Saved data entries
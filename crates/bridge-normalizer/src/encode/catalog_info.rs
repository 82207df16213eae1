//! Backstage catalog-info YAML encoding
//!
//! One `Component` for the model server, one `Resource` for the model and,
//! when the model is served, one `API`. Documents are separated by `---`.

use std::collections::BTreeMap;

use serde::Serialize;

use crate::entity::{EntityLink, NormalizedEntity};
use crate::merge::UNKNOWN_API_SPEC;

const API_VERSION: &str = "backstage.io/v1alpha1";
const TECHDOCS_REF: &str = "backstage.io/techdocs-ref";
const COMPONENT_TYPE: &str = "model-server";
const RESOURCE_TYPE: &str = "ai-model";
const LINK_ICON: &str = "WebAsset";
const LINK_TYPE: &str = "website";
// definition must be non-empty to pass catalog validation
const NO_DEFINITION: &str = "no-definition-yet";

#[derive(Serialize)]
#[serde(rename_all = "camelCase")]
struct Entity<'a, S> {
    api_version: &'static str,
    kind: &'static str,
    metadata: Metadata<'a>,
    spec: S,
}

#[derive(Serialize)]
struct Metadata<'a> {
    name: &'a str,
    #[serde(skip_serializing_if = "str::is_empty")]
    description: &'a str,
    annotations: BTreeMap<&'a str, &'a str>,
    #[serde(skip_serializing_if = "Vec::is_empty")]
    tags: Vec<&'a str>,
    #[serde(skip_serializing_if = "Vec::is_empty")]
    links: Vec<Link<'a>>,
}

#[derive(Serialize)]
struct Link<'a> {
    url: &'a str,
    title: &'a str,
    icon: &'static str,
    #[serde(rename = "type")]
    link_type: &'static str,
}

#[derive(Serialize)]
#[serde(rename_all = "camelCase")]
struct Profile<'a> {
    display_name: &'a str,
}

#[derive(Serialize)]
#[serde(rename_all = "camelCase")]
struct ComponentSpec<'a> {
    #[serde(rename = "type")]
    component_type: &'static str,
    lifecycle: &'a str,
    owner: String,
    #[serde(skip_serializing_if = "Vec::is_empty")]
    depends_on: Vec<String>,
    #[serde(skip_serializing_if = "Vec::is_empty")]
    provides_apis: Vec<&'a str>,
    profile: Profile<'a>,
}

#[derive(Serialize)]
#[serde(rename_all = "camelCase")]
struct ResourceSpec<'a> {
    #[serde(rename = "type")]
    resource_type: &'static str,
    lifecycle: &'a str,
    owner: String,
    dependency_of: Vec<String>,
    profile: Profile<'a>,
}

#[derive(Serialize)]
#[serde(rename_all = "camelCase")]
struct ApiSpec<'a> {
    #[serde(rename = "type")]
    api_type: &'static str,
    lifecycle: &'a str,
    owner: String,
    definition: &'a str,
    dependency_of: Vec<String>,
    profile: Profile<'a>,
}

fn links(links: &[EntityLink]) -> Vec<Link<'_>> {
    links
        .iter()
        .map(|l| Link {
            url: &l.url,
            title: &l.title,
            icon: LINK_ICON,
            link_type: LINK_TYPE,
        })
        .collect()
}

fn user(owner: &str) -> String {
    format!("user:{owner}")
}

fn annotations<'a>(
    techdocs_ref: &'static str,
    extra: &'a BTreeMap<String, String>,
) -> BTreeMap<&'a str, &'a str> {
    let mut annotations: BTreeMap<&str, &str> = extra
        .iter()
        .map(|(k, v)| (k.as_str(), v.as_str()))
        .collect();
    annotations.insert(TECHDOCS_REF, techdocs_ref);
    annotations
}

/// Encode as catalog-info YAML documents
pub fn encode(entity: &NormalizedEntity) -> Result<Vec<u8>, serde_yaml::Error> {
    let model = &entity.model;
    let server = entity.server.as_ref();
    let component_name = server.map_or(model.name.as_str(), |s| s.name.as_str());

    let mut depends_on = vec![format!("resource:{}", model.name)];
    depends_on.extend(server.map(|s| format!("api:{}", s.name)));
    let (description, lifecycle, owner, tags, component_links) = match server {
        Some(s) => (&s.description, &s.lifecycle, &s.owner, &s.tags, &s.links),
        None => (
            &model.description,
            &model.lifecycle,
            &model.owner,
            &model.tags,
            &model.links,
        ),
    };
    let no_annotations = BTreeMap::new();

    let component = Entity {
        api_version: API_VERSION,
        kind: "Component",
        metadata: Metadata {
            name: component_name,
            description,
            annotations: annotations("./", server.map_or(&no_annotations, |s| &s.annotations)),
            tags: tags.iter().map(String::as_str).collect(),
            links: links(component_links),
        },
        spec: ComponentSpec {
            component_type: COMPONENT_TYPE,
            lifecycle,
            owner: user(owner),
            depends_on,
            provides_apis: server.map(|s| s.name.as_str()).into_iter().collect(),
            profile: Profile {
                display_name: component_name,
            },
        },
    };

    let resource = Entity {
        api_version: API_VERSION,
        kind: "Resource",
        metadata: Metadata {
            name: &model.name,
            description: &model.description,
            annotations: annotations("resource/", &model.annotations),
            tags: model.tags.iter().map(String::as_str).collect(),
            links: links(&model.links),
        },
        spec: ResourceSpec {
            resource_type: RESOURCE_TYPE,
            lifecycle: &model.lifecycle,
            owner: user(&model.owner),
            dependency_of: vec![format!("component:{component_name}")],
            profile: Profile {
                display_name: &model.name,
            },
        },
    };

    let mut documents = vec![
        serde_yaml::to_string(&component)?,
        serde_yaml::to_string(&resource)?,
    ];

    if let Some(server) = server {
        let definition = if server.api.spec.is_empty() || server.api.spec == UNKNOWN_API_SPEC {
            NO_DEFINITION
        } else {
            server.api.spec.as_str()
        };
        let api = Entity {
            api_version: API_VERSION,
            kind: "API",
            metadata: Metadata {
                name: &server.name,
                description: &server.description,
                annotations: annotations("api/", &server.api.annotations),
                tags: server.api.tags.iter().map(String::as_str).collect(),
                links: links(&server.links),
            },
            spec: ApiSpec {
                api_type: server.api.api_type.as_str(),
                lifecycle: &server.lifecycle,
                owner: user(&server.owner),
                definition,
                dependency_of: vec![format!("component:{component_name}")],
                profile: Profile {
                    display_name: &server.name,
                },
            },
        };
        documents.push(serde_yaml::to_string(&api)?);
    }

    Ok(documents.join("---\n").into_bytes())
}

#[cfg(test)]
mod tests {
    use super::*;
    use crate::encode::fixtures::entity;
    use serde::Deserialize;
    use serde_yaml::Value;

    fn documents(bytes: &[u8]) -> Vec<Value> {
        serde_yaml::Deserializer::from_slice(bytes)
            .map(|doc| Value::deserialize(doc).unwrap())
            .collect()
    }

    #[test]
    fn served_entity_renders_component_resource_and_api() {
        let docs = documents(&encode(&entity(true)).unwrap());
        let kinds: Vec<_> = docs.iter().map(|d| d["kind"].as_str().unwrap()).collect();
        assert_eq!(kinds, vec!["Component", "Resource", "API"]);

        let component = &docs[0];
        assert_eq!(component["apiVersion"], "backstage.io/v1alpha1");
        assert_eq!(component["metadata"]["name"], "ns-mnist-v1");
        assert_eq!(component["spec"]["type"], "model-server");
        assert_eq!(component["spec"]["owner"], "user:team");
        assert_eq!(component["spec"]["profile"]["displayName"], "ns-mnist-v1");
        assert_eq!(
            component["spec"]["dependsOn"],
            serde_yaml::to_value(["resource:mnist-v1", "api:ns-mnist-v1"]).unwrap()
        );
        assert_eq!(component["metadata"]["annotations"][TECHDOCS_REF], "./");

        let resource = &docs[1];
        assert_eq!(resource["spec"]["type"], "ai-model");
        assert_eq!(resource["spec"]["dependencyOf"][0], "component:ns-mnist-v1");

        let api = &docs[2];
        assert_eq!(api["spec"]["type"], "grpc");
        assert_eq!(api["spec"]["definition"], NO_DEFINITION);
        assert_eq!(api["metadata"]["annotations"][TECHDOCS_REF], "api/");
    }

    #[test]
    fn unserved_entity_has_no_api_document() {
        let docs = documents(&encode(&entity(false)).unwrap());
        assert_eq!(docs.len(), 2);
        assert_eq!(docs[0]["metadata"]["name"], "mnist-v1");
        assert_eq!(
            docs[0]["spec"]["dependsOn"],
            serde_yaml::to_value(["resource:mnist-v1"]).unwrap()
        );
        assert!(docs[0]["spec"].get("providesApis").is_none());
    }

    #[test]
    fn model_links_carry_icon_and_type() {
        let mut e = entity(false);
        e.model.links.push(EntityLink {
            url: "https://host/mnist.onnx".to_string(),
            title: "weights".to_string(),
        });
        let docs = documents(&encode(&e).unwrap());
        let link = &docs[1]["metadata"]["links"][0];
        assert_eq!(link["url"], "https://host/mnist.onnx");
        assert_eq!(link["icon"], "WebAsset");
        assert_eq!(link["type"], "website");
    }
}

--

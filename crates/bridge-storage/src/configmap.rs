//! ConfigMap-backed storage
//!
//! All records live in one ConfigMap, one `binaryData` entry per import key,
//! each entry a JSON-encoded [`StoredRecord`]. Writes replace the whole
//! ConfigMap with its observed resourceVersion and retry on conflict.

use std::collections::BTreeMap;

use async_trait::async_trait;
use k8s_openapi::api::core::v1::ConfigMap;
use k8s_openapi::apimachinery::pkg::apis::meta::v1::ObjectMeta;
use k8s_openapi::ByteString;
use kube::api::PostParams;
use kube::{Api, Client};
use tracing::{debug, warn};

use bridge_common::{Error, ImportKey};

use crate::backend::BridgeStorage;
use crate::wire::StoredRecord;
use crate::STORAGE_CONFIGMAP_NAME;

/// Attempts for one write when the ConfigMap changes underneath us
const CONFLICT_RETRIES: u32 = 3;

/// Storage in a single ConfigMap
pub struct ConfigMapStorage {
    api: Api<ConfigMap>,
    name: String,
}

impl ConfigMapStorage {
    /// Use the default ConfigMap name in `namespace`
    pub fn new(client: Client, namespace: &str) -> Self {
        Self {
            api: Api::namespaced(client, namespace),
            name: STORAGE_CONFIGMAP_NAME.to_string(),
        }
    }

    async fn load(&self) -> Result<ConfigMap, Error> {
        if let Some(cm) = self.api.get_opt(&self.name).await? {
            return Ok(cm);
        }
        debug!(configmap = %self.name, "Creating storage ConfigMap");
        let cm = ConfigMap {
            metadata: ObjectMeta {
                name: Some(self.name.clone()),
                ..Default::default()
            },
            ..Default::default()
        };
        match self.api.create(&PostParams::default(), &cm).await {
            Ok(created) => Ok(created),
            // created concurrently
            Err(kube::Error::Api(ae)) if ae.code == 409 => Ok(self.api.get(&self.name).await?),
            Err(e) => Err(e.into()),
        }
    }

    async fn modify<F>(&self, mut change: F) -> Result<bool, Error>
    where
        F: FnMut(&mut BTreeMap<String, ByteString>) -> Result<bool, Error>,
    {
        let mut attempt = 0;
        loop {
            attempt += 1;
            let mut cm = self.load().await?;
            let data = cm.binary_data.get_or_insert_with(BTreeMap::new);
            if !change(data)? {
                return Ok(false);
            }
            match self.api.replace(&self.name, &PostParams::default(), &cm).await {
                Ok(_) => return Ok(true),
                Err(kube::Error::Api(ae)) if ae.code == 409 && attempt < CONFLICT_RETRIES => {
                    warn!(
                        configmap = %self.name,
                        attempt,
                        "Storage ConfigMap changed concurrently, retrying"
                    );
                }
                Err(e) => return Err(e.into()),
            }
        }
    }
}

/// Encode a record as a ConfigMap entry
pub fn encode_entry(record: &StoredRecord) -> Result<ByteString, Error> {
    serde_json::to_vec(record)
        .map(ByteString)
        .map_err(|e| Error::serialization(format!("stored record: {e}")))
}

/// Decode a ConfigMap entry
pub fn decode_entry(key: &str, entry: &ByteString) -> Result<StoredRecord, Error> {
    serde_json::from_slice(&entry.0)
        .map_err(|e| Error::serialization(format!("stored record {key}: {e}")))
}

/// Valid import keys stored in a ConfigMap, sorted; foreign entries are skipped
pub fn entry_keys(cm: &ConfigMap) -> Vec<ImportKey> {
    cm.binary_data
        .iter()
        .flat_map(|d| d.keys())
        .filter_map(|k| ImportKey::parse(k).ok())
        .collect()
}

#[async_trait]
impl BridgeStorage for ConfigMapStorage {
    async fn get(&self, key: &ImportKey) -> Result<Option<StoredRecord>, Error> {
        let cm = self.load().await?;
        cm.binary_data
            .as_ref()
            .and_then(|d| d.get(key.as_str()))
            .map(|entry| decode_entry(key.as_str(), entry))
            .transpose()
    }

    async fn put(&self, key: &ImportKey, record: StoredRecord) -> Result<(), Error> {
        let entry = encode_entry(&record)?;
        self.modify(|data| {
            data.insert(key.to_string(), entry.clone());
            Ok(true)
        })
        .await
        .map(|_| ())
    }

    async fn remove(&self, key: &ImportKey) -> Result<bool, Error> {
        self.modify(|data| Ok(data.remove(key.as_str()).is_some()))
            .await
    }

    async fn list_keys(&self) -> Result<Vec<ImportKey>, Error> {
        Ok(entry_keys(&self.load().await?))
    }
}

◆ Aim of the exercise ◆
Give only the number of lines in the entries that contain "ByteString".

◆ Answer space ◆
5